Catherine Ringer, voix indomptable des Rita Mitsouko, s’est éteinte à 68 ans
Une nouvelle qui tombe comme un couperet dans le monde de la musique française. Catherine Ringer, la voix flamboyante des Rita Mitsouko, s’est éteinte à l’âge de 68 ans. Une disparition brutale, qui laisse derrière elle des décennies de tubes et une personnalité artistique unique en son genre. Retour sur le destin fulgurant d’une femme qui n’a jamais rien fait comme tout le monde.

Une annonce qui a stupéfié tout un pays
C’est son manager qui a confirmé la nouvelle au Figaro, ce mardi. Catherine Ringer serait décédée d’un cancer, dans la nuit du 14 septembre 2026, selon un communiqué transmis par sa famille. Le texte évoque un « cancer foudroyant », sans plus de précisions médicales.
La chanteuse avait pourtant annulé plusieurs dates cet été pour des raisons de santé, sans qu’aucune information ne filtre à l’époque sur la nature exacte du mal. Un silence qui, avec le recul, prend un sens glaçant.
Cette disparition rappelle à quel point la maladie peut frapper vite et fort, un sujet qui touche de nombreux Français chaque année. Le monde du spectacle, régulièrement endeuillé, doit une fois de plus faire le deuil d’une de ses figures les plus attachantes, à l’image du récent hommage rendu à une autre personnalité publique disparue cette année.
De la scène punk aux plus grands tubes français
Le parcours de Catherine Ringer ne ressemble à aucun autre. Née d’un père peintre polonais et d’une mère architecte, elle quitte le foyer familial à seulement 13 ans pour vivre avec son amant. Un choix radical, révélateur d’une personnalité déjà libre et insoumise.
Après des études et une initiation au théâtre et à la danse, elle tourne, vers ses vingt ans, dans quelques films pornographiques. Loin de renier cette période, elle la qualifiera plus tard « d’aventure moderne », fidèle à son franc-parler légendaire.

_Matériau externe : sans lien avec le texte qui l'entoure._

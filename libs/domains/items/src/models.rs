use chrono::{DateTime, Utc};
use serde::{Deserialize, Serialize};
use utoipa::{IntoParams, ToSchema};
use uuid::Uuid;
use validator::{Validate, ValidationError};

/// An item listed on the marketplace
#[derive(Debug, Clone, Serialize, Deserialize, ToSchema, PartialEq)]
pub struct Item {
    pub id: Uuid,
    pub owner_id: Uuid,
    pub name: String,
    pub description: String,
    pub available: bool,
    /// Set when this item was posted in answer to an item request
    pub request_id: Option<Uuid>,
    pub created_at: DateTime<Utc>,
    pub updated_at: DateTime<Utc>,
}

impl Item {
    pub fn new(owner_id: Uuid, input: CreateItem) -> Self {
        let now = Utc::now();
        Self {
            id: Uuid::now_v7(),
            owner_id,
            name: input.name,
            description: input.description,
            available: input.available,
            request_id: input.request_id,
            created_at: now,
            updated_at: now,
        }
    }

    pub fn apply_update(&mut self, update: UpdateItem) {
        if let Some(name) = update.name {
            self.name = name;
        }
        if let Some(description) = update.description {
            self.description = description;
        }
        if let Some(available) = update.available {
            self.available = available;
        }
        self.updated_at = Utc::now();
    }
}

/// Payload for listing a new item
#[derive(Debug, Clone, Serialize, Deserialize, Validate, ToSchema)]
pub struct CreateItem {
    #[validate(
        length(min = 1, max = 255, message = "name must be 1-255 characters"),
        custom(function = validate_not_blank)
    )]
    pub name: String,

    #[validate(
        length(min = 1, max = 2000, message = "description must be 1-2000 characters"),
        custom(function = validate_not_blank)
    )]
    pub description: String,

    pub available: bool,

    /// Item request this listing answers, if any
    #[serde(default)]
    pub request_id: Option<Uuid>,
}

/// Payload for partially updating an item
#[derive(Debug, Clone, Default, Serialize, Deserialize, Validate, ToSchema)]
pub struct UpdateItem {
    #[validate(length(min = 1, max = 255, message = "name must be 1-255 characters"))]
    pub name: Option<String>,

    #[validate(length(min = 1, max = 2000, message = "description must be 1-2000 characters"))]
    pub description: Option<String>,

    pub available: Option<bool>,
}

fn validate_not_blank(value: &str) -> Result<(), ValidationError> {
    if value.trim().is_empty() {
        return Err(ValidationError::new("blank"));
    }
    Ok(())
}

/// A comment left by a user who rented the item
#[derive(Debug, Clone, Serialize, Deserialize, ToSchema, PartialEq)]
pub struct Comment {
    pub id: Uuid,
    pub item_id: Uuid,
    pub author_id: Uuid,
    /// Resolved at read time from the users domain
    pub author_name: String,
    pub text: String,
    pub created_at: DateTime<Utc>,
}

/// A stored comment before the author's name is resolved
#[derive(Debug, Clone, PartialEq)]
pub struct CommentRecord {
    pub id: Uuid,
    pub item_id: Uuid,
    pub author_id: Uuid,
    pub text: String,
    pub created_at: DateTime<Utc>,
}

impl CommentRecord {
    pub fn into_comment(self, author_name: String) -> Comment {
        Comment {
            id: self.id,
            item_id: self.item_id,
            author_id: self.author_id,
            author_name,
            text: self.text,
            created_at: self.created_at,
        }
    }
}

/// Payload for adding a comment
#[derive(Debug, Clone, Serialize, Deserialize, Validate, ToSchema)]
pub struct CreateComment {
    #[validate(
        length(min = 1, max = 2000, message = "text must be 1-2000 characters"),
        custom(function = validate_not_blank)
    )]
    pub text: String,
}

/// Short view of a booking attached to an item listing
#[derive(Debug, Clone, Serialize, Deserialize, ToSchema, PartialEq)]
pub struct BookingBrief {
    pub id: Uuid,
    pub booker_id: Uuid,
    pub start: DateTime<Utc>,
    pub end: DateTime<Utc>,
}

/// An item enriched with comments and, for the owner, booking context
#[derive(Debug, Clone, Serialize, Deserialize, ToSchema)]
pub struct ItemWithDetails {
    #[serde(flatten)]
    pub item: Item,
    pub comments: Vec<Comment>,
    /// Nearest past or ongoing non-rejected booking (owner view only)
    #[serde(skip_serializing_if = "Option::is_none")]
    pub last_booking: Option<BookingBrief>,
    /// Nearest future non-rejected booking (owner view only)
    #[serde(skip_serializing_if = "Option::is_none")]
    pub next_booking: Option<BookingBrief>,
}

/// Pagination parameters for listing the caller's items
#[derive(Debug, Clone, Serialize, Deserialize, IntoParams)]
pub struct ItemFilter {
    /// Row offset to start from
    #[serde(default)]
    pub from: u64,

    /// Maximum number of items to return
    #[serde(default = "default_size")]
    pub size: u64,
}

/// Query parameters for text search
#[derive(Debug, Clone, Serialize, Deserialize, IntoParams)]
pub struct SearchFilter {
    /// Text to match against name and description, case-insensitively
    #[serde(default)]
    pub text: String,

    #[serde(default)]
    pub from: u64,

    #[serde(default = "default_size")]
    pub size: u64,
}

fn default_size() -> u64 {
    20
}

impl Default for ItemFilter {
    fn default() -> Self {
        Self {
            from: 0,
            size: default_size(),
        }
    }
}
use async_trait::async_trait;
use uuid::Uuid;

use crate::error::RequestResult;
use crate::models::AnsweringItem;

/// Lookup into the users domain, implemented by the composing application
#[cfg_attr(test, mockall::automock)]
#[async_trait]
pub trait UserDirectory: Send + Sync {
    async fn user_exists(&self, id: Uuid) -> RequestResult<bool>;
}

/// Lookup into the items domain for items answering requests
#[cfg_attr(test, mockall::automock)]
#[async_trait]
pub trait ItemProvider: Send + Sync {
    /// Items whose request_id is in the given set
    async fn items_answering(&self, request_ids: &[Uuid]) -> RequestResult<Vec<AnsweringItem>>;
}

Tout bascule en 1979 lorsqu’elle rencontre le guitariste Frédéric Chichin au théâtre. De cette rencontre naît un duo mythique : les Rita Mitsouko. Dès 1985, le titre Marcia Baila propulse le groupe au sommet, suivi par une avalanche de tubes intemporels comme Andy, C’est comme ça ou encore Les Histoires d’A, des morceaux qui ont marqué toute une génération, un peu comme les souvenirs de cette époque restent gravés dans les mémoires.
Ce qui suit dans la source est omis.